(Collected data entries)
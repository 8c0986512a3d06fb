//! Minimal W3C verifiable credentials and presentations.
//!
//! Credentials are plain JSON documents. A proof is added by signing the
//! document without its `proof` member through the injected [`Signer`]; the
//! signing key travels in `proof.verificationMethod`.

use base64::{engine::general_purpose::URL_SAFE_NO_PAD, Engine};
use chrono::{SecondsFormat, Utc};
use didcomm_agent_core::{Did, Signer};
use serde_json::{json, Map, Value};
use uuid::Uuid;

use crate::error::{Error, Result};

/// Attachment format of credentials and presentations.
pub const VC_FORMAT: &str = "https://www.w3.org/TR/vc-data-model/";

const CREDENTIALS_CONTEXT: &str = "https://www.w3.org/2018/credentials/v1";
const CREDENTIAL_TYPE: &str = "VerifiableCredential";
const PRESENTATION_TYPE: &str = "VerifiablePresentation";
const PROOF_TYPE: &str = "Ed25519Signature2018";

/// Builds an unsigned credential of `template` type about `subject`.
///
/// `claims` must be a JSON object; its members become the subject claims.
///
/// # Errors
///
/// Returns [`Error::Credential`] if `claims` is not an object.
pub fn unsigned_credential(
    template: &str,
    issuer: &str,
    subject: &str,
    claims: &Value,
) -> Result<Value> {
    let Value::Object(claims) = claims else {
        return Err(Error::Credential("Subject claims must be an object".into()));
    };
    let mut subject_map = Map::new();
    subject_map.insert("id".into(), Value::String(subject.to_string()));
    subject_map.extend(claims.iter().map(|(k, v)| (k.clone(), v.clone())));

    Ok(json!({
        "@context": [CREDENTIALS_CONTEXT],
        "id": format!("urn:uuid:{}", Uuid::new_v4()),
        "type": [CREDENTIAL_TYPE, template],
        "issuer": issuer,
        "credentialSubject": subject_map,
    }))
}

/// Builds an unsigned presentation of `credentials` held by `holder`.
#[must_use]
pub fn unsigned_presentation(holder: &Did, credentials: Vec<Value>) -> Value {
    json!({
        "@context": [CREDENTIALS_CONTEXT],
        "id": format!("urn:uuid:{}", Uuid::new_v4()),
        "type": [PRESENTATION_TYPE],
        "holder": holder.uri(),
        "verifiableCredential": credentials,
    })
}

fn signing_payload(doc: &Value) -> Result<Vec<u8>> {
    let mut unsigned = doc.clone();
    if let Some(map) = unsigned.as_object_mut() {
        map.remove("proof");
    }
    Ok(serde_json::to_vec(&unsigned)?)
}

/// Signs a credential or presentation with `verkey`.
///
/// Sets `issuanceDate` on credentials that do not carry one.
///
/// # Errors
///
/// Fails if the document is not an object or signing fails.
pub async fn sign(doc: Value, signer: &dyn Signer, verkey: &str) -> Result<Value> {
    let mut doc = doc;
    let now = Utc::now().to_rfc3339_opts(SecondsFormat::Secs, true);
    let map = doc
        .as_object_mut()
        .ok_or_else(|| Error::Credential("Document must be an object".into()))?;
    if has_type_in(map, CREDENTIAL_TYPE) && !map.contains_key("issuanceDate") {
        map.insert("issuanceDate".into(), Value::String(now.clone()));
    }

    let payload = signing_payload(&doc)?;
    let signature = signer.sign(&payload, verkey).await?;
    doc["proof"] = json!({
        "type": PROOF_TYPE,
        "created": now,
        "proofPurpose": "assertionMethod",
        "verificationMethod": verkey,
        "jws": URL_SAFE_NO_PAD.encode(signature),
    });
    Ok(doc)
}

/// The key a document was signed with.
#[must_use]
pub fn signing_key(doc: &Value) -> Option<&str> {
    doc.pointer("/proof/verificationMethod").and_then(Value::as_str)
}

/// Verifies a document's proof against the key it names.
///
/// # Errors
///
/// Returns [`Error::Credential`] if the proof is missing or does not verify.
pub async fn verify(doc: &Value, signer: &dyn Signer) -> Result<()> {
    let verkey = signing_key(doc).ok_or_else(|| Error::Credential("Missing proof".into()))?;
    let jws = doc
        .pointer("/proof/jws")
        .and_then(Value::as_str)
        .ok_or_else(|| Error::Credential("Missing proof signature".into()))?;
    let signature = URL_SAFE_NO_PAD
        .decode(jws)
        .map_err(|e| Error::Credential(format!("Invalid proof encoding: {e}")))?;

    let payload = signing_payload(doc)?;
    if signer.verify(&payload, &signature, verkey).await? {
        Ok(())
    } else {
        Err(Error::Credential(format!("Proof does not verify with {verkey}")))
    }
}

/// The credential subject's id.
#[must_use]
pub fn subject_id(vc: &Value) -> Option<&str> {
    vc.pointer("/credentialSubject/id").and_then(Value::as_str)
}

/// The type list of a credential or presentation.
#[must_use]
pub fn types(doc: &Value) -> Vec<&str> {
    doc.get("type")
        .and_then(Value::as_array)
        .map(|types| types.iter().filter_map(Value::as_str).collect())
        .unwrap_or_default()
}

/// Whether `doc` carries `typ` in its type list.
#[must_use]
pub fn has_type(doc: &Value, typ: &str) -> bool {
    types(doc).contains(&typ)
}

fn has_type_in(map: &Map<String, Value>, typ: &str) -> bool {
    map.get("type")
        .and_then(Value::as_array)
        .is_some_and(|types| types.iter().any(|t| t == typ))
}

/// The credentials embedded in a presentation.
#[must_use]
pub fn presented_credentials(vp: &Value) -> Vec<&Value> {
    vp.get("verifiableCredential")
        .and_then(Value::as_array)
        .map(|vcs| vcs.iter().collect())
        .unwrap_or_default()
}

#[cfg(test)]
mod tests {
    use super::*;
    use crate::mock::MockPlugin;
    use didcomm_agent_core::{DIDCommPlugin, DidMethod};
    use pretty_assertions::assert_eq;

    fn transcript(holder: &Did, issuer: &Did) -> Value {
        unsigned_credential(
            "UniversityTranscript",
            &issuer.uri(),
            &holder.uri(),
            &json!({ "givenName": "Alice", "degree": "Bachelor of Science, Marketing" }),
        )
        .unwrap()
    }

    #[tokio::test]
    async fn test_sign_and_verify_credential() {
        let plugin = MockPlugin::new();
        let issuer = Did::generate(DidMethod::Sov);
        let holder = Did::generate(DidMethod::Sov);

        let vc = sign(transcript(&holder, &issuer), plugin.signer(), &issuer.verkey)
            .await
            .unwrap();
        assert_eq!(subject_id(&vc), Some(holder.uri().as_str()));
        assert_eq!(signing_key(&vc), Some(issuer.verkey.as_str()));
        assert!(vc["issuanceDate"].is_string());
        assert!(has_type(&vc, "UniversityTranscript"));
        verify(&vc, plugin.signer()).await.unwrap();

        let mut tampered = vc.clone();
        tampered["credentialSubject"]["givenName"] = json!("Mallory");
        assert!(matches!(
            verify(&tampered, plugin.signer()).await,
            Err(Error::Credential(_))
        ));
    }

    #[tokio::test]
    async fn test_presentation() {
        let plugin = MockPlugin::new();
        let issuer = Did::generate(DidMethod::Sov);
        let holder = Did::generate(DidMethod::Sov);
        let vc = sign(transcript(&holder, &issuer), plugin.signer(), &issuer.verkey)
            .await
            .unwrap();

        let vp = sign(
            unsigned_presentation(&holder, vec![vc.clone()]),
            plugin.signer(),
            &holder.verkey,
        )
        .await
        .unwrap();
        verify(&vp, plugin.signer()).await.unwrap();
        assert!(vp.get("issuanceDate").is_none());
        assert_eq!(presented_credentials(&vp), vec![&vc]);
    }

    #[test]
    fn test_claims_must_be_object() {
        let did = Did::generate(DidMethod::Key);
        let result = unsigned_credential("Transcript", &did.uri(), &did.uri(), &json!("nope"));
        assert!(matches!(result, Err(Error::Credential(_))));
    }
}
impl MessageExchange {
    /// Creates an empty exchange for `thread_id`.
    pub fn new(thread_id: impl Into<String>, parent: Option<Arc<MessageExchange>>) -> Self {
        Self {
            id: Uuid::new_v4().to_string(),
            thread_id: thread_id.into(),
            parent,
            state: Mutex::new(ExchangeState::default()),
            notify: Notify::new(),
        }
    }

    /// Unique exchange id.
    #[must_use]
    pub fn id(&self) -> &str {
        &self.id
    }

    /// The thread every message of this exchange belongs to.
    #[must_use]
    pub fn thread_id(&self) -> &str {
        &self.thread_id
    }

    /// The exchange this one was spun off from.
    #[must_use]
    pub fn parent(&self) -> Option<&Arc<MessageExchange>> {
        self.parent.as_ref()
    }

    fn lock(&self) -> MutexGuard<'_, ExchangeState> {
        self.state.lock().unwrap_or_else(PoisonError::into_inner)
    }

    /// Appends a message to the log.
    ///
    /// # Errors
    ///
    /// Returns [`Error::ThreadMismatch`] if the message belongs to another
    /// thread.
    pub fn add_message(&self, msg: EndpointMessage) -> Result<()> {
        if msg.thid() != self.thread_id {
            return Err(Error::ThreadMismatch {
                expected: self.thread_id.clone(),
                actual: msg.thid().to_string(),
            });
        }
        info!(
            mex = %self.id,
            thid = %self.thread_id,
            message_type = msg.message_type().unwrap_or("none"),
            "Add message {}",
            msg.id()
        );
        self.lock().messages.push(msg);
        Ok(())
    }

    /// A copy of the message log.
    #[must_use]
    pub fn messages(&self) -> Vec<EndpointMessage> {
        self.lock().messages.clone()
    }

    /// The most recent message.
    ///
    /// # Errors
    ///
    /// Returns [`Error::MissingContext`] if the log is empty.
    pub fn last(&self) -> Result<EndpointMessage> {
        self.lock()
            .messages
            .last()
            .cloned()
            .ok_or(Error::MissingContext("message"))
    }

    /// Ensures the most recent message has the expected type.
    ///
    /// # Errors
    ///
    /// Fails if the log is empty or the type differs.
    pub fn check_last_message_type(&self, expected: &str) -> Result<()> {
        self.last()?.check_message_type(expected)
    }

    /// Registers interest in the next message of `message_type`.
    ///
    /// # Errors
    ///
    /// Returns [`Error::FutureAlreadyPlaced`] while a previous future for the
    /// same type is pending or completed but not yet awaited.
    pub fn place_endpoint_message_future(&self, message_type: &str) -> Result<()> {
        let mut state = self.lock();
        if state.futures.contains_key(message_type) {
            return Err(Error::FutureAlreadyPlaced(message_type.to_string()));
        }
        state
            .futures
            .insert(message_type.to_string(), FutureSlot::Pending);
        debug!(mex = %self.id, message_type, "Placed future");
        Ok(())
    }

    /// Whether a future for `message_type` is waiting to be completed.
    #[must_use]
    pub fn has_endpoint_message_future(&self, message_type: &str) -> bool {
        matches!(
            self.lock().futures.get(message_type),
            Some(FutureSlot::Pending)
        )
    }

    /// Completes the pending future for `message_type`.
    ///
    /// # Errors
    ///
    /// Returns [`Error::NoSuchFuture`] if no future for the type is pending.
    pub fn complete_endpoint_message_future(
        &self,
        message_type: &str,
        msg: EndpointMessage,
    ) -> Result<()> {
        {
            let mut state = self.lock();
            let slot = state
                .futures
                .get_mut(message_type)
                .filter(|slot| matches!(slot, FutureSlot::Pending))
                .ok_or_else(|| Error::NoSuchFuture(message_type.to_string()))?;
            *slot = FutureSlot::Completed(msg);
        }
        debug!(mex = %self.id, message_type, "Completed future");
        self.notify.notify_waiters();
        Ok(())
    }

    /// Waits for the future of `message_type` to complete and consumes it.
    ///
    /// # Errors
    ///
    /// Returns [`Error::Timeout`] if no completed future is available within
    /// `timeout`. A pending future is discarded on timeout. A completion that
    /// lands at the deadline is still returned, so no slot for the type
    /// outlives the call.
    pub async fn await_endpoint_message(
        &self,
        message_type: &str,
        timeout: Duration,
    ) -> Result<EndpointMessage> {
        debug!(mex = %self.id, message_type, ?timeout, "Wait for future");
        let wait = async {
            loop {
                let notified = self.notify.notified();
                tokio::pin!(notified);
                notified.as_mut().enable();
                if let Some(msg) = self.take_completed(message_type) {
                    return msg;
                }
                notified.await;
            }
        };
        match tokio::time::timeout(timeout, wait).await {
            Ok(msg) => {
                debug!(mex = %self.id, message_type, "Consumed future");
                Ok(msg)
            }
            Err(_) => {
                let slot = self.lock().futures.remove(message_type);
                if let Some(FutureSlot::Completed(msg)) = slot {
                    debug!(mex = %self.id, message_type, "Consumed future at deadline");
                    return Ok(msg);
                }
                Err(Error::Timeout {
                    message_type: message_type.to_string(),
                    timeout,
                })
            }
        }
    }

    fn take_completed(&self, message_type: &str) -> Option<EndpointMessage> {
        let mut state = self.lock();
        match state.futures.remove(message_type) {
            Some(FutureSlot::Completed(msg)) => Some(msg),
            Some(pending) => {
                state.futures.insert(message_type.to_string(), pending);
                None
            }
            None => None,
        }
    }

    /// The connection of this exchange.
    ///
    /// # Errors
    ///
    /// Returns [`Error::MissingContext`] if none is set.
    pub fn connection(&self) -> Result<SharedConnection> {
        self.attachment(CONNECTION)
            .ok_or(Error::MissingContext("connection"))
    }

    /// Sets the connection of this exchange.
    ///
    /// # Errors
    ///
    /// Returns [`Error::ProtocolViolation`] if a different connection is
    /// already set.
    pub fn set_connection(&self, con: SharedConnection) -> Result<()> {
        let mut state = self.lock();
        if let Some(existing) = state.attachments.get(CONNECTION) {
            if !existing.ptr_eq(&con) {
                return Err(Error::violation(format!(
                    "Connection already set on mex={}",
                    self.id
                )));
            }
        }
        state.attachments.put(CONNECTION, con);
        Ok(())
    }

    /// The invitation this exchange was started from.
    #[must_use]
    pub fn invitation(&self) -> Option<SharedInvitation> {
        self.attachment(INVITATION)
    }

    /// Id of the owning wallet.
    ///
    /// # Errors
    ///
    /// Returns [`Error::MissingContext`] if none is set.
    pub fn wallet_id(&self) -> Result<String> {
        self.attachment(WALLET).ok_or(Error::MissingContext("wallet"))
    }

    /// A copy of the attachment under `key`.
    #[must_use]
    pub fn attachment<T: Any + Clone + Send + Sync>(&self, key: AttachmentKey<T>) -> Option<T> {
        self.lock().attachments.get(key).cloned()
    }

    /// Stores an attachment, replacing any previous value.
    pub fn put_attachment<T: Any + Send + Sync>(&self, key: AttachmentKey<T>, value: T) {
        self.lock().attachments.put(key, value);
    }

    /// Whether an attachment is stored under `key`.
    #[must_use]
    pub fn has_attachment<T>(&self, key: AttachmentKey<T>) -> bool {
        self.lock().attachments.contains(key)
    }

    /// Compact description for logs.
    #[must_use]
    pub fn short_string(&self) -> String {
        let state = self.lock();
        let verkey = state
            .attachments
            .get(CONNECTION)
            .map(|con| con.read().my_did.verkey.clone());
        format!(
            "[id={}, thid={}, size={}, verkey={}]",
            self.id,
            self.thread_id,
            state.messages.len(),
            verkey.as_deref().unwrap_or("none")
        )
    }

    /// Logs the message log at info level.
    pub fn show_messages(&self, name: &str) {
        info!("MessageExchange ({name}) {}", self.short_string());
        for msg in &self.lock().messages {
            info!(
                "+ (id={}, thid={}) {}",
                msg.id(),
                msg.thid(),
                msg.message_type().unwrap_or("none")
            );
        }
    }
}

impl fmt::Debug for MessageExchange {
    fn fmt(&self, f: &mut fmt::Formatter<'_>) -> fmt::Result {
        f.debug_struct("MessageExchange")
            .field("id", &self.id)
            .field("thread_id", &self.thread_id)
            .field("parent", &self.parent.as_ref().map(|p| p.id.as_str()))
            .finish_non_exhaustive()
    }
}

- **WHAT IS EXPECTED**
Please report all lines in the entries where "https" appears.

- **WRITTEN RESPONSE**
pub const VC_FORMAT: &str = "https://www.w3.org/TR/vc-data-model/";
const CREDENTIALS_CONTEXT: &str = "https://www.w3.org/2018/credentials/v1";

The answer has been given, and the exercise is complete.